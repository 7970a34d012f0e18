use std::collections::BTreeMap;

use serde::Serialize;
use serde_json::{Map, Value};

use super::model::{Category, Graph, Link, Node, NodeId, RiskLevel};

#[derive(Clone, Debug, Serialize)]
#[serde(rename_all = "camelCase")]
pub struct NodeRecord {
    pub id: NodeId,
    #[serde(skip_serializing_if = "Option::is_none")]
    pub label: Option<String>,
    pub x: f32,
    pub y: f32,
    #[serde(skip_serializing_if = "Option::is_none")]
    pub fx: Option<f32>,
    #[serde(skip_serializing_if = "Option::is_none")]
    pub fy: Option<f32>,
    pub size: f32,
    pub category: Category,
    #[serde(skip_serializing_if = "Option::is_none")]
    pub risk_level: Option<RiskLevel>,
    #[serde(skip_serializing_if = "Option::is_none")]
    pub group: Option<String>,
    #[serde(skip_serializing_if = "Option::is_none")]
    pub cluster_id: Option<NodeId>,
    #[serde(skip_serializing_if = "std::ops::Not::not")]
    pub is_cluster: bool,
    #[serde(skip_serializing_if = "Option::is_none")]
    pub cluster_size: Option<usize>,
    #[serde(skip_serializing_if = "Option::is_none")]
    pub cluster_members: Option<Vec<NodeId>>,
    #[serde(flatten)]
    pub metadata: Map<String, Value>,
}

impl From<&Node> for NodeRecord {
    fn from(node: &Node) -> Self {
        Self {
            id: node.id.clone(),
            label: node.label.clone(),
            x: node.position.x,
            y: node.position.y,
            fx: node.fixed_x,
            fy: node.fixed_y,
            size: node.radius,
            category: node.category,
            risk_level: node.risk_level,
            group: node.group.clone(),
            cluster_id: node.cluster_id.clone(),
            is_cluster: node.is_cluster(),
            cluster_size: node.cluster_size(),
            cluster_members: node
                .cluster
                .as_ref()
                .map(|data| data.members.iter().map(|member| member.id.clone()).collect()),
            metadata: node.metadata.clone(),
        }
    }
}

#[derive(Clone, Debug, Serialize)]
#[serde(rename_all = "camelCase")]
pub struct LinkRecord {
    pub source: NodeId,
    pub target: NodeId,
    pub weight: f32,
    #[serde(skip_serializing_if = "Option::is_none")]
    pub tx_hash: Option<String>,
    #[serde(skip_serializing_if = "Option::is_none")]
    pub timestamp: Option<i64>,
    #[serde(skip_serializing_if = "Option::is_none")]
    pub width: Option<f32>,
    #[serde(flatten)]
    pub metadata: Map<String, Value>,
}

impl From<&Link> for LinkRecord {
    fn from(link: &Link) -> Self {
        Self {
            source: link.source.clone(),
            target: link.target.clone(),
            weight: link.weight,
            tx_hash: link.tx_hash.clone(),
            timestamp: link.timestamp,
            width: link.width,
            metadata: link.metadata.clone(),
        }
    }
}

/// Serializable snapshot handed back to the render layer.
#[derive(Clone, Debug, Serialize)]
#[serde(rename_all = "camelCase")]
pub struct GraphDocument {
    pub nodes: Vec<NodeRecord>,
    pub links: Vec<LinkRecord>,
    #[serde(skip_serializing_if = "Option::is_none")]
    pub cluster_map: Option<BTreeMap<NodeId, NodeId>>,
}

impl GraphDocument {
    pub fn with_cluster_map(mut self, cluster_map: BTreeMap<NodeId, NodeId>) -> Self {
        self.cluster_map = Some(cluster_map);
        self
    }
}

impl From<&Graph> for GraphDocument {
    fn from(graph: &Graph) -> Self {
        Self {
            nodes: graph.nodes().iter().map(NodeRecord::from).collect(),
            links: graph.links().iter().map(LinkRecord::from).collect(),
            cluster_map: None,
        }
    }
}

#[cfg(test)]
mod tests {
    use super::*;
    use crate::graph::{Category, Graph, Link, Node};

    #[test]
    fn document_uses_camel_case_and_skips_empty_fields() {
        let (graph, _) = Graph::from_parts(
            vec![
                Node::new("a", Category::Address).at(1.0, 2.0),
                Node::new("b", Category::Contract).at(3.0, 4.0),
            ],
            vec![Link::new("a", "b", 2.0)],
        );

        let value = serde_json::to_value(GraphDocument::from(&graph)).unwrap();
        assert_eq!(value["nodes"][0]["x"], 1.0);
        assert_eq!(value["nodes"][1]["category"], "contract");
        assert!(value["nodes"][0].get("isCluster").is_none());
        assert!(value["links"][0].get("txHash").is_none());
        assert!(value.get("clusterMap").is_none());
    }
}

□ □ □ □ □ □ □

## Work instruction
Output all of the entries without altering a single word.

## Response area
repository 7970a34d012f0e18
use std::collections::BTreeMap;

use serde::Serialize;
use serde_json::{Map, Value};

use super::model::{Category, Graph, Link, Node, NodeId, RiskLevel};

#[derive(Clone, Debug, Serialize)]
#[serde(rename_all = "camelCase")]
pub struct NodeRecord {
    pub id: NodeId,
    #[serde(skip_serializing_if = "Option::is_none")]
    pub label: Option<String>,
    pub x: f32,
    pub y: f32,
    #[serde(skip_serializing_if = "Option::is_none")]
    pub fx: Option<f32>,
    #[serde(skip_serializing_if = "Option::is_none")]
    pub fy: Option<f32>,
    pub size: f32,
    pub category: Category,
    #[serde(skip_serializing_if = "Option::is_none")]
    pub risk_level: Option<RiskLevel>,
    #[serde(skip_serializing_if = "Option::is_none")]
    pub group: Option<String>,
    #[serde(skip_serializing_if = "Option::is_none")]
    pub cluster_id: Option<NodeId>,
    #[serde(skip_serializing_if = "std::ops::Not::not")]
    pub is_cluster: bool,
    #[serde(skip_serializing_if = "Option::is_none")]
    pub cluster_size: Option<usize>,
    #[serde(skip_serializing_if = "Option::is_none")]
    pub cluster_members: Option<Vec<NodeId>>,
    #[serde(flatten)]
    pub metadata: Map<String, Value>,
}

impl From<&Node> for NodeRecord {
    fn from(node: &Node) -> Self {
        Self {
            id: node.id.clone(),
            label: node.label.clone(),
            x: node.position.x,
            y: node.position.y,
            fx: node.fixed_x,
            fy: node.fixed_y,
            size: node.radius,
            category: node.category,
            risk_level: node.risk_level,
            group: node.group.clone(),
            cluster_id: node.cluster_id.clone(),
            is_cluster: node.is_cluster(),
            cluster_size: node.cluster_size(),
            cluster_members: node
                .cluster
                .as_ref()
                .map(|data| data.members.iter().map(|member| member.id.clone()).collect()),
            metadata: node.metadata.clone(),
        }
    }
}

#[derive(Clone, Debug, Serialize)]
#[serde(rename_all = "camelCase")]
pub struct LinkRecord {
    pub source: NodeId,
    pub target: NodeId,
    pub weight: f32,
    #[serde(skip_serializing_if = "Option::is_none")]
    pub tx_hash: Option<String>,
    #[serde(skip_serializing_if = "Option::is_none")]
    pub timestamp: Option<i64>,
    #[serde(skip_serializing_if = "Option::is_none")]
    pub width: Option<f32>,
    #[serde(flatten)]
    pub metadata: Map<String, Value>,
}

impl From<&Link> for LinkRecord {
    fn from(link: &Link) -> Self {
        Self {
            source: link.source.clone(),
            target: link.target.clone(),
            weight: link.weight,
            tx_hash: link.tx_hash.clone(),
            timestamp: link.timestamp,
            width: link.width,
            metadata: link.metadata.clone(),
        }
    }
}

/// Serializable snapshot handed back to the render layer.
#[derive(Clone, Debug, Serialize)]
#[serde(rename_all = "camelCase")]
pub struct GraphDocument {
    pub nodes: Vec<NodeRecord>,
    pub links: Vec<LinkRecord>,
    #[serde(skip_serializing_if = "Option::is_none")]
    pub cluster_map: Option<BTreeMap<NodeId, NodeId>>,
}

impl GraphDocument {
    pub fn with_cluster_map(mut self, cluster_map: BTreeMap<NodeId, NodeId>) -> Self {
        self.cluster_map = Some(cluster_map);
        self
    }
}

impl From<&Graph> for GraphDocument {
    fn from(graph: &Graph) -> Self {
        Self {
            nodes: graph.nodes().iter().map(NodeRecord::from).collect(),
            links: graph.links().iter().map(LinkRecord::from).collect(),
            cluster_map: None,
        }
    }
}

#[cfg(test)]
mod tests {
    use super::*;
    use crate::graph::{Category, Graph, Link, Node};

    #[test]
    fn document_uses_camel_case_and_skips_empty_fields() {
        let (graph, _) = Graph::from_parts(
            vec![
                Node::new("a", Category::Address).at(1.0, 2.0),
                Node::new("b", Category::Contract).at(3.0, 4.0),
            ],
            vec![Link::new("a", "b", 2.0)],
        );

        let value = serde_json::to_value(GraphDocument::from(&graph)).unwrap();
        assert_eq!(value["nodes"][0]["x"], 1.0);
        assert_eq!(value["nodes"][1]["category"], "contract");
        assert!(value["nodes"][0].get("isCluster").is_none());
        assert!(value["links"][0].get("txHash").is_none());
        assert!(value.get("clusterMap").is_none());
    }
}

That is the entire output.